Activity.
Among the records below, find the lines that contain "Client" and copy each of them.
+++++
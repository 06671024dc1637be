//! Value Objects for the marketplace

use chrono::{DateTime, Utc};
use rand::Rng;
use rust_decimal::{prelude::ToPrimitive, Decimal, RoundingStrategy};
use serde::{Deserialize, Serialize};
use std::fmt;

/// URL slug value object
#[derive(Clone, Debug, PartialEq, Eq, Hash, Serialize, Deserialize)]
pub struct Slug(String);

impl Slug {
    /// Lowercases the text, joins alphanumeric runs with `-`.
    pub fn new(text: &str) -> Result<Self, SlugError> {
        let mut out = String::with_capacity(text.len());
        for c in text.chars().flat_map(char::to_lowercase) {
            if c.is_ascii_alphanumeric() { out.push(c); }
            else if !out.is_empty() && !out.ends_with('-') { out.push('-'); }
        }
        let trimmed = out.trim_end_matches('-');
        if trimmed.is_empty() { return Err(SlugError::Empty); }
        Ok(Self(trimmed.to_string()))
    }

    /// Slug with a base36 millisecond suffix, used where names may repeat.
    pub fn unique(text: &str, now: DateTime<Utc>) -> Result<Self, SlugError> {
        let base = Self::new(text)?;
        Ok(Self(format!("{}-{}", base.0, to_base36(now.timestamp_millis().max(0) as u64))))
    }

    pub fn as_str(&self) -> &str { &self.0 }
    pub fn into_inner(self) -> String { self.0 }
}

impl fmt::Display for Slug {
    fn fmt(&self, f: &mut fmt::Formatter<'_>) -> fmt::Result { write!(f, "{}", self.0) }
}

#[derive(Debug, Clone, PartialEq, Eq)] pub enum SlugError { Empty }
impl std::error::Error for SlugError {}
impl fmt::Display for SlugError {
    fn fmt(&self, f: &mut fmt::Formatter<'_>) -> fmt::Result { write!(f, "name must contain letters or digits") }
}

fn to_base36(mut n: u64) -> String {
    const DIGITS: &[u8] = b"0123456789abcdefghijklmnopqrstuvwxyz";
    if n == 0 { return "0".to_string(); }
    let mut buf = Vec::new();
    while n > 0 { buf.push(DIGITS[(n % 36) as usize]); n /= 36; }
    buf.reverse();
    String::from_utf8_lossy(&buf).into_owned()
}

/// Money value object, INR with two decimal places
#[derive(Clone, Copy, Debug, PartialEq, Eq, PartialOrd, Ord, Serialize, Deserialize)]
#[serde(transparent)]
pub struct Money(Decimal);

impl Money {
    pub fn inr(amount: Decimal) -> Self { Self(amount.round_dp(2)) }
    pub fn zero() -> Self { Self(Decimal::ZERO) }
    pub fn amount(&self) -> Decimal { self.0 }
    pub fn add(&self, other: Money) -> Money { Money(self.0 + other.0) }
    pub fn multiply(&self, qty: u32) -> Money { Money(self.0 * Decimal::from(qty)) }

    /// `pct` percent of this amount, rounded half away from zero to whole rupees.
    pub fn percent_rounded(&self, pct: u32) -> Money {
        let raw = self.0 * Decimal::from(pct) / Decimal::ONE_HUNDRED;
        Money(raw.round_dp_with_strategy(0, RoundingStrategy::MidpointAwayFromZero))
    }

    /// Amount in paise, as payment gateways expect.
    pub fn to_paise(&self) -> Option<i64> {
        (self.0 * Decimal::ONE_HUNDRED)
            .round_dp_with_strategy(0, RoundingStrategy::MidpointAwayFromZero)
            .to_i64()
    }
}

impl Default for Money { fn default() -> Self { Self::zero() } }

impl fmt::Display for Money {
    fn fmt(&self, f: &mut fmt::Formatter<'_>) -> fmt::Result { write!(f, "₹{}", self.0.normalize()) }
}

/// Indian postal PIN code, six digits
#[derive(Clone, Debug, PartialEq, Eq, Serialize, Deserialize)]
pub struct PinCode(String);

impl PinCode {
    pub fn new(value: &str) -> Result<Self, PinCodeError> {
        let value = value.trim();
        if value.len() != 6 || !value.bytes().all(|b| b.is_ascii_digit()) { return Err(PinCodeError::Malformed); }
        Ok(Self(value.to_string()))
    }
    pub fn as_str(&self) -> &str { &self.0 }
}

#[derive(Debug, Clone)] pub enum PinCodeError { Malformed }
impl std::error::Error for PinCodeError {}
impl fmt::Display for PinCodeError {
    fn fmt(&self, f: &mut fmt::Formatter<'_>) -> fmt::Result { write!(f, "PIN Code must be exactly 6 digits") }
}

/// Human-facing order reference, `SPH-YYMMDD-XXXXX`
#[derive(Clone, Debug, PartialEq, Eq, Hash, Serialize, Deserialize)]
pub struct OrderNumber(String);

impl OrderNumber {
    pub fn generate(now: DateTime<Utc>) -> Self {
        const ALPHABET: &[u8] = b"0123456789ABCDEFGHIJKLMNOPQRSTUVWXYZ";
        let mut rng = rand::thread_rng();
        let suffix: String = (0..5).map(|_| ALPHABET[rng.gen_range(0..ALPHABET.len())] as char).collect();
        Self(format!("SPH-{}-{}", now.format("%y%m%d"), suffix))
    }
    pub fn as_str(&self) -> &str { &self.0 }
    pub fn into_inner(self) -> String { self.0 }
}

impl fmt::Display for OrderNumber {
    fn fmt(&self, f: &mut fmt::Formatter<'_>) -> fmt::Result { write!(f, "{}", self.0) }
}

/// Quantity value object, always at least one
#[derive(Clone, Copy, Debug, PartialEq, Eq, Serialize, Deserialize)]
pub struct Quantity(u32);

impl Quantity {
    pub fn new(value: i32) -> Option<Self> { u32::try_from(value).ok().filter(|v| *v > 0).map(Self) }
    pub fn value(&self) -> u32 { self.0 }
    pub fn add(&self, other: Quantity) -> Self { Self(self.0.saturating_add(other.0)) }
    pub fn fits_within(&self, stock: i32) -> bool { i64::from(self.0) <= i64::from(stock) }
}
//! Event fan-out and transactional email.
//!
//! Domain events go to NATS on `sparepartshub.events.<kind>`. Events that
//! concern a customer are also rendered to an [`EmailMessage`] and handed to
//! the mail worker on `sparepartshub.email`. Without a NATS connection the
//! email is only previewed in the log.

use serde::Serialize;

use crate::domain::aggregates::{ComplaintStatus, OrderStatus, PaymentMethod};
use crate::domain::events::{ComplaintEvent, DomainEvent, EventLine, OrderEvent};
use crate::domain::value_objects::Money;

pub const EVENT_SUBJECT_PREFIX: &str = "sparepartshub.events";
pub const EMAIL_SUBJECT: &str = "sparepartshub.email";

#[derive(Clone, Debug, PartialEq, Serialize)]
pub struct EmailMessage {
    pub to: String,
    pub from: String,
    pub subject: String,
    pub html: String,
}

#[derive(Clone)]
pub struct Notifier {
    nats: Option<async_nats::Client>,
    mail_from: String,
}

impl Notifier {
    pub fn new(nats: Option<async_nats::Client>, mail_from: impl Into<String>) -> Self {
        Self { nats, mail_from: mail_from.into() }
    }

    /// Publishes `event` and, when a recipient is known, its email. Never fails.
    pub async fn dispatch(&self, event: &DomainEvent, recipient: Option<&str>) {
        let subject = format!("{EVENT_SUBJECT_PREFIX}.{}", event.kind());
        self.publish(subject, event).await;

        let Some(to) = recipient else { return };
        let Some(email) = render_email(event, to, &self.mail_from) else { return };
        if self.nats.is_some() {
            self.publish(EMAIL_SUBJECT.to_string(), &email).await;
        } else {
            tracing::info!(to = %email.to, subject = %email.subject, "📧 [Email Preview]");
        }
    }

    async fn publish<T: Serialize>(&self, subject: String, payload: &T) {
        let Some(nats) = &self.nats else { return };
        let bytes = match serde_json::to_vec(payload) {
            Ok(bytes) => bytes,
            Err(e) => {
                tracing::error!(%subject, "failed to serialize payload: {}", e);
                return;
            }
        };
        if let Err(e) = nats.publish(subject.clone(), bytes.into()).await {
            tracing::warn!(%subject, "publish failed: {}", e);
        }
    }
}

/// Builds the customer email for an event, if the event warrants one.
pub fn render_email(event: &DomainEvent, to: &str, from: &str) -> Option<EmailMessage> {
    let (subject, html) = match event {
        DomainEvent::Order(OrderEvent::Placed { order_number, lines, total_amount, payment_method, .. }) => (
            format!("Order Confirmed — #{order_number}"),
            order_confirmation_html(order_number, lines, Money::inr(*total_amount), *payment_method),
        ),
        DomainEvent::Order(OrderEvent::StatusChanged { order_number, status, tracking_number, .. }) => (
            format!("Order #{order_number} — {}", status.as_str().to_uppercase()),
            status_update_html(order_number, *status, tracking_number.as_deref()),
        ),
        DomainEvent::Complaint(ComplaintEvent::Responded { subject, responder_name, message, status, .. }) => (
            format!("Complaint Update — {subject}"),
            complaint_response_html(subject, responder_name, message, *status),
        ),
        DomainEvent::Order(OrderEvent::Paid { .. }) | DomainEvent::Product(_) => return None,
    };
    Some(EmailMessage { to: to.to_string(), from: from.to_string(), subject, html })
}

fn layout(title: &str, body: &str, footer: &str) -> String {
    format!(
        r#"<div style="font-family:Arial,sans-serif;max-width:600px;margin:auto"><h2 style="color:#1e40af">🔧 SparePartsHub — {title}</h2>{body}<hr/><p style="color:#6b7280;font-size:12px">{footer}</p></div>"#
    )
}

fn order_confirmation_html(order_number: &str, lines: &[EventLine], total: Money, method: PaymentMethod) -> String {
    let items: String = lines
        .iter()
        .map(|l| format!("<li>{} × {} — {}</li>", escape(&l.name), l.quantity, Money::inr(l.line_total)))
        .collect();
    let body = format!(
        "<p>Hi! Your order <strong>#{order_number}</strong> has been placed successfully.</p><h3>Items:</h3><ul>{items}</ul><p><strong>Total: {total}</strong></p><p>Payment: {}</p>",
        method.label()
    );
    layout("Order Confirmation", &body, "Thank you for shopping with SparePartsHub!")
}

fn status_color(status: OrderStatus) -> &'static str {
    match status {
        OrderStatus::Confirmed => "#16a34a",
        OrderStatus::Shipped => "#2563eb",
        OrderStatus::Delivered => "#059669",
        OrderStatus::Cancelled => "#dc2626",
        _ => "#374151",
    }
}

fn status_update_html(order_number: &str, status: OrderStatus, tracking_number: Option<&str>) -> String {
    let tracking = tracking_number
        .map(|t| format!("<p>Tracking: <strong>{}</strong></p>", escape(t)))
        .unwrap_or_default();
    let body = format!(
        r#"<p>Your order <strong>#{order_number}</strong> status has been updated:</p><p style="font-size:24px;color:{};font-weight:bold">{}</p>{tracking}"#,
        status_color(status),
        status.as_str().to_uppercase()
    );
    layout("Order Update", &body, "Thank you for shopping with SparePartsHub!")
}

fn complaint_response_html(subject: &str, responder: &str, message: &str, status: ComplaintStatus) -> String {
    let body = format!(
        r#"<p>Your complaint "<strong>{}</strong>" received a response from <strong>{}</strong>:</p><blockquote style="border-left:3px solid #1e40af;padding-left:12px;color:#374151">{}</blockquote><p>Status: <strong>{}</strong></p>"#,
        escape(subject),
        escape(responder),
        escape(message),
        status.as_str()
    );
    layout("Complaint Update", &body, "Thank you for your patience!")
}

fn escape(text: &str) -> String {
    let mut out = String::with_capacity(text.len());
    for c in text.chars() {
        match c {
            '<' => out.push_str("&lt;"),
            '>' => out.push_str("&gt;"),
            '&' => out.push_str("&amp;"),
            '"' => out.push_str("&quot;"),
            '\'' => out.push_str("&#39;"),
            c => out.push(c),
        }
    }
    out
}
+++++
Expected output.
    nats: Option<async_nats::Client>,
    pub fn new(nats: Option<async_nats::Client>, mail_from: impl Into<String>) -> Self {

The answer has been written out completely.